### What the exercise asks
In the listing below, count each line that contains "Path". The reply is that count and nothing else.

------------------------------------

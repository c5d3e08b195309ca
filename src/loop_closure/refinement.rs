//! Matcher-backed loop closure refinement.

use std::path::Path;

use log::debug;

use crate::core::{Submap, Transform};
use crate::matching::Matcher;

use super::{LoopRefinement, RefinementOutcome};

/// Refines a loop-closure candidate by registering the two submaps' full
/// point clouds, seeded with the coarse relative transform.
pub struct MatcherRefinement {
    matcher: Box<dyn Matcher>,
}

impl MatcherRefinement {
    /// Create a refinement service around the given matcher.
    pub fn new(matcher: Box<dyn Matcher>) -> Self {
        Self { matcher }
    }
}

impl LoopRefinement for MatcherRefinement {
    fn refine(
        &mut self,
        candidate: &Submap,
        query: &Submap,
        coarse: &Transform,
        output_dir: Option<&Path>,
    ) -> RefinementOutcome {
        // both clouds in the candidate's frame: the reference directly, the
        // query pre-aligned through the coarse transform
        let t_candidate_world = candidate.pose().inverse();
        let reference = candidate.points_in_frame(&t_candidate_world, false);
        let t_query_world = query.pose().inverse();
        let target_in_query = query.points_in_frame(&t_query_world, false);
        let target = target_in_query.transformed(coarse);

        self.matcher.set_reference(&reference);
        self.matcher.set_target(&target);
        let successful = self.matcher.match_clouds();
        let relative = self.matcher.apply_result(coarse);

        if let Some(dir) = output_dir {
            let prefix = format!("loop_{}_{}_", candidate.stamp_us(), query.stamp_us());
            if let Err(e) = self.matcher.save_results(dir, &prefix) {
                log::warn!("failed to save loop refinement clouds: {e}");
            }
        }

        debug!(
            "loop refinement {} -> {}: successful={}",
            candidate.stamp_us(),
            query.stamp_us(),
            successful
        );

        RefinementOutcome {
            successful,
            relative,
        }
    }
}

------------------------------------

### Answer box
2